For the uninitiated, Mattagne started as a self-taught cook, who learned the nuances of being a chef on the job. In his career spanning almost four decades, he has worked at and with several renowned restaurants around the world and worked with the who’s who of food and hospitality, including Belgian chef Michel Beyls at ‘l’Orangerie’. He earned his first Michelin star in 1991, and the second followed in 1997. Currently, the culinary mastermind owns La Villa Lorraine in Brussels, Belgium, which combines fine and casual dining; and co-owns Gaufres& Waffles, where food lovers get to taste his version of the classic Brussels waffles in both sweet and savoury versions.

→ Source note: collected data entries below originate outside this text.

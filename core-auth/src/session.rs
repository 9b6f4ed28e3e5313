//! # Session Manager
//!
//! Owns the OAuth token lifecycle for one process: starting the login
//! redirect, exchanging the callback for tokens, loading the user profile,
//! refreshing tokens and logging out.
//!
//! ## Concurrency model
//!
//! - The [`TokenStore`] and the published [`SessionSnapshot`] are updated
//!   together inside a single `watch::Sender::send_if_modified` call, so
//!   observers never see a token without the matching snapshot.
//! - Work started against a token remembers the store generation. Results
//!   arriving after the generation moved on (logout, newer exchange, refresh)
//!   are discarded instead of applied.
//! - At most one profile request is live. Starting a new one drops the
//!   previous task's [`DropGuard`], which cancels it; so does dropping the
//!   last `SessionManager` handle.
//! - Token refreshes are serialised behind an async mutex; callers queued
//!   behind a refresh reuse its result.
//!
//! ## Usage
//!
//! ```ignore
//! use core_auth::SessionManager;
//!
//! let session = SessionManager::new(&config, event_bus.clone());
//!
//! session.initiate_login().await;            // redirects via the Navigator
//! session.exchange_callback(&code, &state).await?;
//! let snapshot = session.wait_until_settled().await;
//! assert!(snapshot.is_authenticated());
//! ```

use crate::error::{AuthError, Result};
use crate::token_store::{TokenSnapshot, TokenStore};
use crate::types::{
    LoginUrlResponse, OAuthTokens, SessionPhase, SessionSnapshot, TokenResponse, UserProfile,
};
use bridge_traits::error::Result as BridgeResult;
use bridge_traits::{BridgeError, Clock, HttpClient, HttpRequest, HttpResponse, Navigator};
use core_async::sync::{watch, CancellationToken, DropGuard, Mutex as AsyncMutex};
use core_runtime::config::CoreConfig;
use core_runtime::events::{AuthEvent, CoreEvent, EventBus};
use core_runtime::logging::strip_query;
use std::fmt;
use std::sync::atomic::{AtomicU64, Ordering};
use std::sync::{Arc, Mutex, MutexGuard, PoisonError};
use std::time::Duration;
use tracing::{debug, debug_span, error, info, instrument, warn, Instrument};

/// Longest response body echoed back in an exchange error.
const MAX_REASON_LEN: usize = 200;

/// Endpoint and timing settings for a [`SessionManager`].
#[derive(Debug, Clone)]
pub struct SessionSettings {
    pub api_prefix: String,
    pub request_timeout: Duration,
    /// Tokens expiring within this window are refreshed before use.
    pub refresh_buffer: Duration,
}

impl SessionSettings {
    pub fn from_config(config: &CoreConfig) -> Self {
        Self {
            api_prefix: config.api_prefix.clone(),
            request_timeout: config.request_timeout,
            refresh_buffer: config.token_refresh_buffer,
        }
    }
}

struct ProfileTask {
    id: u64,
    _guard: DropGuard,
}

struct Inner {
    http: Arc<dyn HttpClient>,
    navigator: Arc<dyn Navigator>,
    clock: Arc<dyn Clock>,
    events: EventBus,
    settings: SessionSettings,
    tokens: TokenStore,
    state: watch::Sender<SessionSnapshot>,
    profile_task: Mutex<Option<ProfileTask>>,
    next_task_id: AtomicU64,
    refresh_lock: AsyncMutex<()>,
}

enum ProfileOutcome {
    Loaded(UserProfile),
    Rejected(u16),
    Failed { status: Option<u16>, message: String },
}

/// Cloneable handle to the session state machine.
///
/// All clones share one token store and one profile task.
#[derive(Clone)]
pub struct SessionManager {
    inner: Arc<Inner>,
}
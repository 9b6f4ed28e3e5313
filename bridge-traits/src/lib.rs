//! # Host Bridge Traits
//!
//! Capabilities the catalog core needs from its host but does not implement
//! itself.
//!
//! - [`HttpClient`](http::HttpClient): request/response transport, with a
//!   cancellation-aware entry point used by every in-flight core request.
//! - [`Navigator`](navigation::Navigator): the redirect side effect of
//!   starting a login.
//! - [`Clock`](time::Clock): time source for token expiry.
//! - [`LoggerSink`](time::LoggerSink): forwards structured logs to the host.
//!
//! Desktop adapters live in `bridge-desktop`. Hosts embedding the core
//! elsewhere inject their own.
//!
//! All traits are `Send + Sync`; the core shares them across tokio tasks
//! behind `Arc<dyn Trait>`.

pub mod error;
pub mod http;
pub mod navigation;
pub mod time;

pub use error::BridgeError;

pub use http::{HttpClient, HttpMethod, HttpRequest, HttpResponse};
pub use navigation::{Navigator, RecordingNavigator};
pub use time::{Clock, ConsoleLogger, LogEntry, LogLevel, LoggerSink, ManualClock, SystemClock};
use thiserror::Error;

#[derive(Error, Debug)]
pub enum CoreError {
    #[error("Core initialization failed: {0}")]
    InitializationFailed(String),

    #[error("Capability missing: {capability} - {message}")]
    CapabilityMissing { capability: String, message: String },

    #[error("Authentication error: {0}")]
    Auth(#[from] core_auth::AuthError),

    #[error("Catalog error: {0}")]
    Catalog(#[from] core_catalog::CatalogError),
}

impl From<core_runtime::Error> for CoreError {
    fn from(error: core_runtime::Error) -> Self {
        match error {
            core_runtime::Error::CapabilityMissing {
                capability,
                message,
            } => CoreError::CapabilityMissing {
                capability,
                message,
            },
            other => CoreError::InitializationFailed(other.to_string()),
        }
    }
}

pub type Result<T> = std::result::Result<T, CoreError>;
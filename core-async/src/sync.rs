//! Synchronization primitives.
//!
//! Async-aware locks and channels come from `tokio::sync`; cooperative
//! cancellation comes from `tokio_util::sync`.
//!
//! Locks from this module may be held across `.await` points. For short,
//! non-suspending critical sections prefer `std::sync::Mutex`.
//!
//! # Examples
//!
//! ```rust
//! use core_async::sync::{watch, CancellationToken};
//!
//! # async fn example() {
//! let (tx, mut rx) = watch::channel(0u32);
//! tx.send_replace(1);
//! assert_eq!(*rx.borrow_and_update(), 1);
//!
//! let cancel = CancellationToken::new();
//! let guard = cancel.clone().drop_guard();
//! drop(guard);
//! assert!(cancel.is_cancelled());
//! # }
//! ```

pub use tokio::sync::{broadcast, watch, Mutex, MutexGuard, Notify};

pub use tokio_util::sync::{CancellationToken, DropGuard};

While he was in the country, we spoke to the chef to learn about his food philosophy, how he manages to stay on top of food trends while staying true to his approach, and trends to watch out for in 2023.
Read the edited excerpts below:
1. What is the experience you hope to impart to your diners through your cooking?

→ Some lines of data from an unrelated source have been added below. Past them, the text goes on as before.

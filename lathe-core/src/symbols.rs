//! Symbol map generation and the symbol-support capability probe.
//!
//! The symbol map is a small text table tying wasm function indices
//! back to source-level names, written next to the binary as
//! `<unit>.map`. Whether symbol output is attempted at all is decided
//! once per process by [`symbols_supported`].

use std::fmt::Write as _;
use std::sync::OnceLock;

use tracing::warn;

use crate::ast::Program;

const FORMAT_HEADER: &str = "lathe-symbols 1";

/// Incremental writer for the symbol map format.
#[derive(Debug)]
pub struct SymbolWriter {
    buf: String,
}

impl SymbolWriter {
    pub fn new() -> Self {
        SymbolWriter {
            buf: format!("{FORMAT_HEADER}\n"),
        }
    }

    pub fn add_function(&mut self, index: u32, name: &str) -> Result<(), std::fmt::Error> {
        writeln!(self.buf, "fn {index} {name}")
    }

    pub fn finish(self) -> Vec<u8> {
        self.buf.into_bytes()
    }
}

impl Default for SymbolWriter {
    fn default() -> Self {
        Self::new()
    }
}

/// Write the symbol map for a whole program.
pub fn write_symbols(program: &Program) -> Result<Vec<u8>, std::fmt::Error> {
    let mut writer = SymbolWriter::new();
    for (index, def) in program.functions.iter().enumerate() {
        writer.add_function(index as u32, &def.name)?;
    }
    Ok(writer.finish())
}

static SYMBOL_SUPPORT: OnceLock<bool> = OnceLock::new();

/// Whether this host can produce symbol maps.
///
/// Evaluated at most once per process; concurrent first callers observe
/// a single underlying probe. The probe soft-degrades: any failure
/// yields `false`, never an error, and the pipeline records a warning
/// diagnostic instead of failing the build.
pub fn symbols_supported() -> bool {
    *SYMBOL_SUPPORT.get_or_init(probe_symbol_writer)
}

fn probe_symbol_writer() -> bool {
    // Trial-run the writer against an empty table. A host where the
    // writer cannot even produce its header gets symbol-less builds.
    let mut writer = SymbolWriter::new();
    match writer.add_function(0, "probe") {
        Ok(()) => !writer.finish().is_empty(),
        Err(err) => {
            warn!(error = %err, "symbol writer probe failed; symbol generation disabled");
            false
        }
    }
}

#[cfg(test)]
mod tests {
    use super::*;
    use crate::parser::parse;

    #[test]
    fn writes_header_and_one_line_per_function() {
        let (program, _) = parse("fn alpha = 1\nfn main = alpha\n");
        let bytes = write_symbols(&program).expect("symbol map");
        let text = String::from_utf8(bytes).expect("utf8");
        assert_eq!(text, "lathe-symbols 1\nfn 0 alpha\nfn 1 main\n");
    }

    #[test]
    fn probe_is_stable_across_calls() {
        // The memoized flag must be identical no matter how often or
        // from how many threads it is read.
        let first = symbols_supported();
        let handles: Vec<_> = (0..4)
            .map(|_| std::thread::spawn(symbols_supported))
            .collect();
        for handle in handles {
            assert_eq!(handle.join().expect("probe thread"), first);
        }
        assert_eq!(symbols_supported(), first);
    }
}
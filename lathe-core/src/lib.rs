//! Core emission pipeline for the Lathe toolchain.
//!
//! This crate takes an analyzed compilation unit and turns it into
//! consumable build output. The pipeline is roughly:
//!
//!   analyzed unit (program + diagnostics + resources + hooks)
//!     -> codegen        (wasm-encoder binary, symbol map, docs)
//!     -> hook chain     (observers mutate streams, append diagnostics)
//!     -> success gate   (emission outcome + error diagnostics)
//!     -> finalization   (in-process load, or artifact files on disk)
//!
//! Higher-level tools (CLI, build servers, etc.) should depend on this
//! crate rather than reimplementing the pipeline.

// ---------------------------------------------------------------------
// Diagnostics and errors
// ---------------------------------------------------------------------

pub mod diagnostic;
pub mod error;
pub mod span;

// ---------------------------------------------------------------------
// Front-end collaborator: parsing and analysis
// ---------------------------------------------------------------------

pub mod analyze;
pub mod ast;
pub mod parser;

// ---------------------------------------------------------------------
// Raw emission: codegen and artifact streams
// ---------------------------------------------------------------------

pub mod artifact;
pub mod codegen;
pub mod docs;
pub mod symbols;

// ---------------------------------------------------------------------
// Pipeline: unit, hooks, orchestration, loading
// ---------------------------------------------------------------------

pub mod emitter;
pub mod hooks;
pub mod loader;
pub mod unit;

// ---------------------------------------------------------------------
// Public API re-exports
// ---------------------------------------------------------------------

pub use artifact::ArtifactBundle;
pub use diagnostic::{Diagnostic, DiagnosticResult, Severity};
pub use emitter::Emitter;
pub use error::{EmitError, LoadError};
pub use hooks::{AfterCompile, AfterCompileContext, HookError};
pub use loader::ModuleLoader;
pub use symbols::symbols_supported;
pub use unit::{CompilationUnit, EmbeddedResource};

I would like the guests to experience the flavours that my team and I make at La Villa Lorraine. We are very happy to have achieved the two-starred Michelin honour. We continue to work hard, create more dining experiences, make the right flavours and add our flare to it!
2. You are four decades young in the culinary industry, what is your food philosophy and how has it evolved over the years?

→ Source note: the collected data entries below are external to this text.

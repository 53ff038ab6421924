//! Analyzed program representation consumed by the emission pipeline.

use crate::span::Span;

/// An expression: an integer literal or a prefix application.
///
/// Zero-argument applications double as references to other functions
/// defined in the same program.
#[derive(Debug, Clone, PartialEq, Eq)]
pub enum Expr {
    Number { value: i32, span: Span },
    Call { name: String, args: Vec<Expr>, span: Span },
}

impl Expr {
    pub fn span(&self) -> Span {
        match self {
            Expr::Number { span, .. } => *span,
            Expr::Call { span, .. } => *span,
        }
    }

    pub fn is_call(&self, name: &str) -> bool {
        matches!(self, Expr::Call { name: n, .. } if n == name)
    }
}

/// A single zero-argument function definition.
#[derive(Debug, Clone, PartialEq, Eq)]
pub struct FnDef {
    pub name: String,
    /// Doc text collected from `#` lines preceding the definition.
    pub doc: Option<String>,
    pub body: Expr,
    pub span: Span,
}

/// A parsed program: an ordered list of function definitions.
///
/// Definition order is meaningful; it fixes wasm function indices and
/// therefore the layout of the emitted binary and symbol map.
#[derive(Debug, Clone, Default, PartialEq, Eq)]
pub struct Program {
    pub functions: Vec<FnDef>,
}

impl Program {
    pub const ENTRY_NAME: &'static str = "main";

    pub fn get(&self, name: &str) -> Option<&FnDef> {
        self.functions.iter().find(|f| f.name == name)
    }

    pub fn entry(&self) -> Option<&FnDef> {
        self.get(Self::ENTRY_NAME)
    }

    /// Wasm function index of a definition, by name.
    pub fn index_of(&self, name: &str) -> Option<u32> {
        self.functions
            .iter()
            .position(|f| f.name == name)
            .map(|i| i as u32)
    }
}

All the history of gastronomy is on the shoulders of the next generations. The oldest member of all my kitchen staff among my 42 employees is 33. This just proves how much I love working and transmitting everything I have learnt throughout my career. Every day we create new recipes, ideas, preparations, and shapes, and that is my way of passing down my knowledge and creating a mix between an older and a younger generation. My generation should push the younger generation to find their inner passion in cooking because that is how they will be able to develop their full capacity.
3. What kind of cuisines from across the globe inspire you?
I get inspired by various cuisines across many countries. I like to learn from the flavours of places I visit – Japan, China, Africa, and Peru. The food I create is inspired by their flavours or ingredients, and I add that to my dishes as a spice or a sauce or combine it with a relevant dish.
4. What are your favourite ingredients to work with?
Chicon is a Belgian ingredient that makes me think of my childhood. It grows in the ground, and what I love about this ingredient is to prepare it with all my creativity and mix it with different food cultures. Every autumn and winter, you will find it on my menu as it is the full season right now.
5. Can we go back to your maiden visit to India? What were your first impressions of the country and its cuisines?
I love the country – India has so many ingredients, and so many spices and the number of curries that are available is incredible too.
6. What is your take on the seafood scene in India? Any local fish that you’ve eaten and tried to cook with?
I wait to do all this and more on my next visit maybe! Time is so less in this visit. We have worked with the local prawn and it fits in very well with my menu and the other flavours.
7. What are the food trends that you think will pick up in 2023, something that people should watch out for?
People are more aware of their health and their food preferences. Sharing plates and sharing food is a growing trend that I have seen. Vegetarian cuisine is gaining popularity and even in my restaurant I see a rise in diners requesting vegetarian options – I have a 9-course vegetarian meal at La Villa Lorraine.
8. How do you manage to keep on top of food trends while staying true to your philosophy and approach?
I read, I travel, I research, and I get feedback from my diners; my team also shares their knowledge. I have friends across various geographies. I believe in getting the flavours right and then adding the flare to the food.
9. What’s next on your plate?
We plan to launch two new restaurants before October 2023. I may also be back in India next year.